Pennsylvanians cast their votes Tuesday in what will be a nationally watched primary. The race to replace retiring Republican Sen. Pat Toomey has brought out numerous Republicans and Democrats trying to win over voters around the Keystone State and secure the nomination.
"Judging by the crowd, this must be a really blue county, right? Of course not, 2 to 1 Trump! But here you are," said Democratic Lt. Gov. John Fetterman to a crowd in Fayette County outside of Pittsburgh. He's trying to win back blue-collar voters in rural areas. Polls put Fetterman comfortably ahead of his competitors Congressman Conor Lamb and state Rep. Malcolm Kenyatta heading into Tuesday.
Fetterman isn't shy about what he wants to do if he gets to D.C. He's been a staunch supporter of getting rid of the filibuster in order to pass Democratic priorities like voting rights, codifying Roe v. Wade, and gun control in a split Senate.
His blue-collar, tough guy messaging is resonating with certain voters. "I think Conor Lamb's a great guy, but we need a lion. And John Fetterman's a lion," said Erie resident Jeffrey Phillips.
Over the weekend, Fetterman was actually hospitalized after suffering a stroke. However, he says quick treatment by doctors reversed the stroke, leaving no side effects, and he's staying in the race.
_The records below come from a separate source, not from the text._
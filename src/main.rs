use clap::{Parser, Subcommand};
use hf2data::config::{load_config, validate_config};
use hf2data::convert::{convert_alternatives, convert_directory, convert_file, BatchReport, BatchResult};
use hf2data::report::write_json_report;
use hf2data::{validate_input, Config, ConversionOutcome, DatasetPipeline, HealthSummary, NoteFilter};
use std::path::{Path, PathBuf};
use std::process::ExitCode;
use tracing_subscriber::layer::SubscriberExt;
use tracing_subscriber::util::SubscriberInitExt;

/// Audio/MIDI dataset curation tools
#[derive(Parser)]
#[command(name = "hf2data")]
#[command(about = "Convert CSV transcriptions to MIDI, build and validate the dataset manifest")]
#[command(version = env!("CARGO_PKG_VERSION"))]
struct Cli {
    #[command(subcommand)]
    command: Commands,

    /// Custom configuration file (JSON)
    #[arg(long, global = true)]
    config: Option<PathBuf>,

    /// Verbose output
    #[arg(short, long, global = true)]
    verbose: bool,

    /// Quiet output
    #[arg(short, long, global = true)]
    quiet: bool,
}

#[derive(Subcommand)]
enum Commands {
    /// Convert CSV transcriptions to MIDI
    Convert {
        /// CSV file, or directory of CSV files
        input: PathBuf,

        /// Output MIDI file (single-file input)
        #[arg(short, long)]
        output: Option<PathBuf>,

        /// Output directory for MIDI files
        #[arg(long)]
        midi_dir: Option<PathBuf>,

        /// Input is a tree of <Song>/<version>.csv alternative transcriptions
        #[arg(long)]
        alternatives: bool,

        /// Overwrite existing MIDI files
        #[arg(long)]
        force: bool,

        /// Omit non-essential (ornamental) notes
        #[arg(long)]
        essential_only: bool,

        /// Note-on velocity for every note
        #[arg(long, value_parser = clap::value_parser!(u8).range(1..=127))]
        velocity: Option<u8>,
    },
    /// Build the manifest from raw audio/MIDI pairs
    BuildManifest {
        /// Dataset root
        #[arg(long, default_value = ".")]
        root: PathBuf,

        /// Audio directory relative to the root
        #[arg(long)]
        audio_dir: Option<String>,

        /// MIDI directory relative to the root
        #[arg(long)]
        midi_dir: Option<String>,

        /// Output manifest path
        #[arg(short, long)]
        output: Option<PathBuf>,
    },
    /// Validate manifest and file integrity
    Validate {
        /// Dataset root
        #[arg(long, default_value = ".")]
        root: PathBuf,

        /// Manifest to validate
        #[arg(long)]
        manifest: Option<PathBuf>,

        /// Output JSON report file
        #[arg(long)]
        report: Option<PathBuf>,
    },
    /// Check MIDI files for health issues
    CheckMidi {
        /// MIDI file or directory containing MIDI files
        path: PathBuf,

        /// Output JSON report file
        #[arg(short, long)]
        output: Option<PathBuf>,

        /// Treat warnings (pitch range, duration) as errors
        #[arg(long)]
        strict: bool,
    },
    /// Check audio files for health issues
    CheckAudio {
        /// WAV file or directory containing WAV files
        path: PathBuf,

        /// Output JSON report file
        #[arg(short, long)]
        output: Option<PathBuf>,

        /// Treat warnings (clipping, duration) as errors
        #[arg(long)]
        strict: bool,

        /// Minimum duration in seconds
        #[arg(long)]
        min_duration: Option<f64>,

        /// Maximum duration in seconds
        #[arg(long)]
        max_duration: Option<f64>,
    },
    /// Validate configuration file
    ValidateConfig {
        /// Configuration file to validate
        config: PathBuf,
    },
    /// Show default configuration
    ShowConfig,
}

const EXIT_FAILURE: u8 = 1;
const EXIT_USAGE: u8 = 2;

fn init_tracing(verbose: bool, quiet: bool) {
    let default = if verbose {
        "hf2data=debug"
    } else if quiet {
        "hf2data=warn"
    } else {
        "hf2data=info"
    };
    tracing_subscriber::registry()
        .with(
            tracing_subscriber::EnvFilter::try_from_default_env()
                .unwrap_or_else(|_| tracing_subscriber::EnvFilter::new(default)),
        )
        .with(
            tracing_subscriber::fmt::layer()
                .with_target(false)
                .with_writer(std::io::stderr),
        )
        .init();
}

fn main() -> ExitCode {
    let cli = Cli::parse();

    if cli.verbose && cli.quiet {
        eprintln!("Error: Cannot specify both --verbose and --quiet");
        return ExitCode::from(EXIT_USAGE);
    }
    init_tracing(cli.verbose, cli.quiet);

    let config = match &cli.config {
        Some(path) => match load_config(path) {
            Ok(config) => config,
            Err(e) => {
                eprintln!("Error: invalid configuration {}: {:#}", path.display(), e);
                return ExitCode::from(EXIT_USAGE);
            }
        },
        None => Config::default(),
    };

    match run(cli.command, config) {
        Ok(code) => code,
        Err(e) => {
            eprintln!("Error: {:#}", e);
            ExitCode::from(EXIT_FAILURE)
        }
    }
}

fn exit_status(passed: bool) -> ExitCode {
    if passed {
        ExitCode::SUCCESS
    } else {
        ExitCode::from(EXIT_FAILURE)
    }
}

fn run(command: Commands, mut config: Config) -> anyhow::Result<ExitCode> {
    match command {
        Commands::Convert {
            input,
            output,
            midi_dir,
            alternatives,
            force,
            essential_only,
            velocity,
        } => {
            if let Some(velocity) = velocity {
                config.encoder.velocity = velocity;
            }
            validate_input(&input, &config)?;

            let pipeline = DatasetPipeline::new(config);
            let filter = if essential_only {
                NoteFilter::EssentialOnly
            } else {
                NoteFilter::All
            };
            let options = pipeline.convert_options(force, filter);

            if input.is_file() {
                if alternatives {
                    eprintln!("Error: --alternatives expects a directory");
                    return Ok(ExitCode::from(EXIT_USAGE));
                }
                let target = match (output, midi_dir) {
                    (Some(output), _) => output,
                    (None, Some(dir)) => dir.join(default_midi_name(&input)),
                    (None, None) => input.with_extension("mid"),
                };
                return match convert_file(&input, &target, &options)? {
                    ConversionOutcome::Converted(stats) => {
                        println!("Converted: {} -> {}", input.display(), target.display());
                        println!(
                            "  {} notes, {} rows skipped, {} warnings",
                            stats.notes,
                            stats.row_errors.len(),
                            stats.warnings.len()
                        );
                        Ok(ExitCode::SUCCESS)
                    }
                    ConversionOutcome::Skipped { existing } => {
                        println!("Skipped (MIDI exists): {}", existing.display());
                        Ok(ExitCode::SUCCESS)
                    }
                };
            }

            let Some(midi_dir) = midi_dir.or(output) else {
                eprintln!("Error: directory input needs --midi-dir");
                return Ok(ExitCode::from(EXIT_USAGE));
            };
            let report = if alternatives {
                convert_alternatives(&input, &midi_dir, &options)?
            } else {
                convert_directory(&input, &midi_dir, &options)?
            };
            print_batch(&report);
            Ok(exit_status(!report.has_failures()))
        }
        Commands::BuildManifest {
            root,
            audio_dir,
            midi_dir,
            output,
        } => {
            if let Some(dir) = audio_dir {
                config.manifest.audio_dir = dir;
            }
            if let Some(dir) = midi_dir {
                config.manifest.midi_dir = dir;
            }
            let pipeline = DatasetPipeline::new(config);
            let output = output.unwrap_or_else(|| pipeline.manifest_path(&root));
            let report = pipeline.build_manifest(&root, &output)?;

            println!("Manifest written to {}", output.display());
            println!("Total pairs: {}", report.rows.len());
            println!("Unique songs: {}", report.unique_songs());
            println!("Songs with variations: {}", report.songs_with_variations());
            if !report.orphan_audio.is_empty() || !report.orphan_midi.is_empty() {
                println!(
                    "Unpaired files: {} audio, {} MIDI",
                    report.orphan_audio.len(),
                    report.orphan_midi.len()
                );
            }
            if !report.ambiguous.is_empty() {
                println!("Ambiguous pairings excluded: {}", report.ambiguous.len());
            }
            for song in &report.incomplete_variations {
                let missing: Vec<&str> = song.missing.iter().map(|e| e.as_str()).collect();
                println!(
                    "Incomplete variations: {} (missing {})",
                    song.song_name,
                    missing.join(", ")
                );
            }
            Ok(ExitCode::SUCCESS)
        }
        Commands::Validate {
            root,
            manifest,
            report,
        } => {
            let pipeline = DatasetPipeline::new(config);
            let manifest = manifest.unwrap_or_else(|| pipeline.manifest_path(&root));
            let result = pipeline.validate(&root, &manifest)?;

            println!("Validation {}", result.status);
            println!("Total pairs: {}", result.total_pairs);
            println!("Unique songs: {}", result.unique_songs);
            println!("Songs with variations: {}", result.songs_with_variations);
            println!("Songs without variations: {}", result.songs_without_variations);
            for (kind, count) in &result.violation_counts {
                println!("  {}: {}", kind, count);
            }
            if let Some(path) = report {
                write_json_report(&result, &path)?;
                println!("\nReport written to {}", path.display());
            }
            Ok(exit_status(result.passed()))
        }
        Commands::CheckMidi {
            path,
            output,
            strict,
        } => {
            config.health.strict |= strict;
            let summary = DatasetPipeline::new(config).check_midi(&path)?;
            finish_health(&summary, output.as_deref(), "MIDI")
        }
        Commands::CheckAudio {
            path,
            output,
            strict,
            min_duration,
            max_duration,
        } => {
            config.health.strict |= strict;
            if let Some(min) = min_duration {
                config.health.audio.min_duration_sec = min;
            }
            if let Some(max) = max_duration {
                config.health.audio.max_duration_sec = max;
            }
            if let Err(e) = validate_config(&config) {
                eprintln!("Error: {:#}", e);
                return Ok(ExitCode::from(EXIT_USAGE));
            }
            let summary = DatasetPipeline::new(config).check_audio(&path)?;
            finish_health(&summary, output.as_deref(), "audio")
        }
        Commands::ValidateConfig { config } => match load_config(&config) {
            Ok(config) => {
                println!("Configuration is valid");
                println!("{}", serde_json::to_string_pretty(&config)?);
                Ok(ExitCode::SUCCESS)
            }
            Err(e) => {
                eprintln!("Configuration is invalid: {:#}", e);
                Ok(ExitCode::from(EXIT_USAGE))
            }
        },
        Commands::ShowConfig => {
            let json = serde_json::to_string_pretty(&config)?;
            println!("{}", json);
            Ok(ExitCode::SUCCESS)
        }
    }
}

fn default_midi_name(input: &Path) -> PathBuf {
    let stem = input.file_stem().unwrap_or(input.as_os_str());
    PathBuf::from(stem).with_extension("mid")
}

fn print_batch(report: &BatchReport) {
    for entry in &report.entries {
        match &entry.result {
            BatchResult::Converted(stats) => println!(
                "Converted: {} ({} notes, {} rows skipped)",
                entry.input,
                stats.notes,
                stats.row_errors.len()
            ),
            BatchResult::Skipped => println!("Skipped (MIDI exists): {}", entry.input),
            BatchResult::Failed { error } => println!("Failed: {}: {}", entry.input, error),
        }
    }
    println!(
        "\nConverted: {}, skipped: {}, failed: {}, empty: {}",
        report.converted(),
        report.skipped(),
        report.failed(),
        report.empty()
    );
}

fn finish_health(summary: &HealthSummary, output: Option<&Path>, kind: &str) -> anyhow::Result<ExitCode> {
    for result in &summary.results {
        if result.violations.is_empty() {
            continue;
        }
        let marker = if result.valid { "WARN" } else { "FAIL" };
        println!("[{}] {}", marker, result.file);
        for violation in &result.violations {
            println!("    {}: {}", violation.check, violation.message);
        }
    }
    println!(
        "\n{} health check {}: {}/{} valid, {} with warnings",
        kind,
        summary.status,
        summary.valid_files,
        summary.total_files,
        summary.files_with_warnings
    );
    if let Some(path) = output {
        write_json_report(summary, path)?;
        println!("Report written to {}", path.display());
    }
    Ok(exit_status(summary.status.is_pass()))
}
While Democrats are trying to take the opportunity to flip the seat blue, Republicans are fiercely trying to defend it.
Reality star Dr. Mehmet Oz grabbed former President Donald Trump's endorsement and the two appeared at a rally together weeks before the primary. "President Trump endorsed me because he said I was smart, tough, and will never let you down," Oz told the crowd.
The coveted endorsement hasn't led to a huge boost in poll numbers, with Oz being criticized for past statements on abortion and gun control. He's been polling neck and neck with Dave McCormick, a former hedge fund manager who's hitting Democrats hard on record inflation.
Some Republican voters in Pennsylvania wondered why Trump picked Oz. "I do think he's getting some bad advice. I do know Oz had him on his show when he was running, and I know he's a very loyal person. So, is that why he endorsed him? I don't know. I wish I could get a hold of him, pick up the phone and say 'what are you thinking?'" said Joe Kujawa, an Erie County Republican.
As candidates hit the homestretch, it's Kathy Barnette making the biggest run. Multiple polls show her catching up to both Oz and McCormick while being massively outspent. Although critics call Barnette extreme, her personal story as the child of a mother raped at the age of 11, could be making a difference. That combined with her outspoken faith and signs that Roe v. Wade could be overturned may have struck a chord with GOP voters.
"You probably know she's had a tough upbringing, but you know what? She loves the Lord. She loves the Constitution, and that's what we love. We love babies," said voter Cheryl Shouse.
Barnette's surge led Trump to put out an official statement saying she couldn't win the General Election. "It sounds like the President knows what's going to happen on Tuesday. I am so excited, not just for myself but for the people of Pennsylvania, and by extension America," Barnette responded.
Candidate Carla Sands is hoping she can overcome her poll numbers and pull out a victory Tuesday. She's touting her experience in Trump's administration as an ambassador. "I worked in the administration, nobody else in this race did. I helped President Trump get elected just like I have every single other Republican candidate since I've been an adult," she told CBN.
The race has been one of the most expensive at the top of the GOP ticket, but it's added up to almost a three-way tie heading into Tuesday. No matter who wins, expect more money to pour into Pennsylvania as both parties view it as a top prize in November's midterm election.